=== Section Start ===
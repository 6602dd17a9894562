//! Caller session extraction
//!
//! Authentication happens upstream. The auth proxy forwards the signed-in
//! user's id in the `x-songshelf-user` header; requests without it are
//! anonymous.

use axum::{async_trait, extract::FromRequestParts, http::request::Parts};
use songshelf_common::actions::Session;
use std::convert::Infallible;
use tracing::warn;
use uuid::Uuid;

pub const SESSION_HEADER: &str = "x-songshelf-user";

/// Session of the caller, if any
#[derive(Debug, Clone, Copy)]
pub struct CurrentSession(pub Option<Session>);

impl CurrentSession {
    pub fn get(&self) -> Option<&Session> {
        self.0.as_ref()
    }
}

#[async_trait]
impl<S: Send + Sync> FromRequestParts<S> for CurrentSession {
    type Rejection = Infallible;

    async fn from_request_parts(parts: &mut Parts, _state: &S) -> Result<Self, Self::Rejection> {
        let Some(value) = parts.headers.get(SESSION_HEADER) else {
            return Ok(CurrentSession(None));
        };

        let session = value
            .to_str()
            .ok()
            .and_then(|v| Uuid::parse_str(v.trim()).ok())
            .map(|user_id| Session { user_id });

        if session.is_none() {
            warn!("Ignoring malformed {} header", SESSION_HEADER);
        }

        Ok(CurrentSession(session))
    }
}
//! songshelf-srv library - HTTP surface for the Songshelf catalog
//!
//! Routes map one-to-one onto the action layer in `songshelf_common::actions`.
//! Handlers return the action envelope as JSON with the envelope's status.

use axum::Router;
use sqlx::SqlitePool;
use tower_http::trace::TraceLayer;

pub mod api;

/// Application state shared across HTTP handlers
#[derive(Clone)]
pub struct AppState {
    /// Database connection pool
    pub db: SqlitePool,
}

impl AppState {
    pub fn new(db: SqlitePool) -> Self {
        Self { db }
    }
}

/// Build application router
pub fn build_router(state: AppState) -> Router {
    use axum::routing::get;

    let songs = Router::new()
        .route("/api/songs", get(api::songs::list_songs).post(api::songs::create_song))
        .route("/api/songs/:id", get(api::songs::get_song).put(api::songs::edit_song));

    let posts = Router::new()
        .route("/api/posts", get(api::posts::list_posts).post(api::posts::create_post))
        .route("/api/posts/:id", get(api::posts::get_post).put(api::posts::edit_post));

    Router::new()
        .merge(songs)
        .merge(posts)
        .route("/api/buildinfo", get(api::get_build_info))
        .merge(api::health_routes())
        .layer(TraceLayer::new_for_http())
        .with_state(state)
}
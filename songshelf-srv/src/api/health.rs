//! Health check endpoint

use axum::{routing::get, Json, Router};
use serde::Serialize;

use crate::AppState;

/// Health check response: status, module name and version
#[derive(Debug, Serialize)]
pub struct HealthResponse {
    pub status: String,
    pub module: String,
    pub version: String,
}

/// GET /health
///
/// Does not require a session.
pub async fn health_check() -> Json<HealthResponse> {
    Json(HealthResponse {
        status: "ok".to_string(),
        module: "songshelf-srv".to_string(),
        version: env!("CARGO_PKG_VERSION").to_string(),
    })
}

pub fn health_routes() -> Router<AppState> {
    Router::new().route("/health", get(health_check))
}
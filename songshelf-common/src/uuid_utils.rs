//! UUID utilities

use uuid::Uuid;

use crate::{Error, FieldError, Result};

/// Parse UUID from string
pub fn parse(s: &str) -> std::result::Result<Uuid, uuid::Error> {
    Uuid::parse_str(s)
}

/// Parse a request id field, reporting failures as a validation error on `field`
pub fn parse_field(field: &str, s: &str) -> Result<Uuid> {
    parse(s.trim()).map_err(|_| Error::validation(vec![FieldError::new(field, "must be a valid id")]))
}

#[cfg(test)]
mod tests {
    use super::*;

    #[test]
    fn test_parse_field_rejects_garbage() {
        let err = parse_field("song_id", "not-a-uuid").unwrap_err();
        assert_eq!(err.status(), 400);
    }

    #[test]
    fn test_parse_field_trims() {
        let id = Uuid::new_v4();
        assert_eq!(parse_field("song_id", &format!(" {} ", id)).unwrap(), id);
    }
}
=== Section End ===
— Required work —
Copy out exactly the lines that run from the one holding "pub fn parse(s: &str)" through the end of the data above.

— Task response —
pub fn parse(s: &str) -> std::result::Result<Uuid, uuid::Error> {
    Uuid::parse_str(s)
}

/// Parse a request id field, reporting failures as a validation error on `field`
pub fn parse_field(field: &str, s: &str) -> Result<Uuid> {
    parse(s.trim()).map_err(|_| Error::validation(vec![FieldError::new(field, "must be a valid id")]))
}

#[cfg(test)]
mod tests {
    use super::*;

    #[test]
    fn test_parse_field_rejects_garbage() {
        let err = parse_field("song_id", "not-a-uuid").unwrap_err();
        assert_eq!(err.status(), 400);
    }

    #[test]
    fn test_parse_field_trims() {
        let id = Uuid::new_v4();
        assert_eq!(parse_field("song_id", &format!(" {} ", id)).unwrap(), id);
    }
}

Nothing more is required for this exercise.